Working through the lines below, return each one that holds "FromRow".

---- Data for this task

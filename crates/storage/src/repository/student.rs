use chrono::{DateTime, Utc};
use sqlx::{FromRow, PgPool};
use uuid::Uuid;

use crate::error::{Result, StorageError};
use crate::models::{NewStudent, Role, Student};

const STUDENT_COLUMNS: &str =
    "id, external_user_id, email, first_name, last_name, role, team_id, created_at, updated_at";

#[derive(FromRow)]
struct StudentRow {
    id: Uuid,
    external_user_id: String,
    email: String,
    first_name: String,
    last_name: String,
    role: Option<String>,
    team_id: Option<Uuid>,
    created_at: DateTime<Utc>,
    updated_at: DateTime<Utc>,
}

impl TryFrom<StudentRow> for Student {
    type Error = StorageError;

    fn try_from(row: StudentRow) -> Result<Self> {
        let role = row
            .role
            .as_deref()
            .map(str::parse::<Role>)
            .transpose()
            .map_err(|e| StorageError::InvalidData(e.to_string()))?;

        Ok(Student {
            id: row.id,
            external_user_id: row.external_user_id,
            email: row.email,
            first_name: row.first_name,
            last_name: row.last_name,
            role,
            team_id: row.team_id,
            created_at: row.created_at,
            updated_at: row.updated_at,
        })
    }
}

pub struct StudentRepository<'a> {
    pool: &'a PgPool,
}

impl<'a> StudentRepository<'a> {
    pub fn new(pool: &'a PgPool) -> Self {
        Self { pool }
    }

    /// Create a student with no role
    pub async fn create(&self, new: &NewStudent) -> Result<Student> {
        let sql = format!(
            r#"
            INSERT INTO students (external_user_id, email, first_name, last_name)
            VALUES ($1, $2, $3, $4)
            RETURNING {STUDENT_COLUMNS}
            "#
        );

        let result = sqlx::query_as::<_, StudentRow>(&sql)
            .bind(&new.external_user_id)
            .bind(&new.email)
            .bind(&new.first_name)
            .bind(&new.last_name)
            .fetch_one(self.pool)
            .await;

        match result {
            Ok(row) => row.try_into(),
            Err(e) => {
                let err = StorageError::from(e);
                if err.is_unique_violation() {
                    Err(StorageError::ConstraintViolation(format!(
                        "student for user '{}' already exists",
                        new.external_user_id
                    )))
                } else {
                    Err(err)
                }
            }
        }
    }

    pub async fn find_by_id(&self, id: Uuid) -> Result<Option<Student>> {
        let sql = format!("SELECT {STUDENT_COLUMNS} FROM students WHERE id = $1");

        sqlx::query_as::<_, StudentRow>(&sql)
            .bind(id)
            .fetch_optional(self.pool)
            .await?
            .map(Student::try_from)
            .transpose()
    }

    pub async fn find_by_external_id(&self, external_user_id: &str) -> Result<Option<Student>> {
        let sql = format!("SELECT {STUDENT_COLUMNS} FROM students WHERE external_user_id = $1");

        sqlx::query_as::<_, StudentRow>(&sql)
            .bind(external_user_id)
            .fetch_optional(self.pool)
            .await?
            .map(Student::try_from)
            .transpose()
    }

    /// Set or clear the role and stamp `updated_at`
    pub async fn set_role(&self, id: Uuid, role: Option<Role>) -> Result<Student> {
        let sql = format!(
            r#"
            UPDATE students
            SET role = $2, updated_at = now()
            WHERE id = $1
            RETURNING {STUDENT_COLUMNS}
            "#
        );

        sqlx::query_as::<_, StudentRow>(&sql)
            .bind(id)
            .bind(role.map(|r| r.as_str()))
            .fetch_optional(self.pool)
            .await?
            .ok_or(StorageError::NotFound)?
            .try_into()
    }
}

--------

Task result:
use sqlx::{FromRow, PgPool};
#[derive(FromRow)]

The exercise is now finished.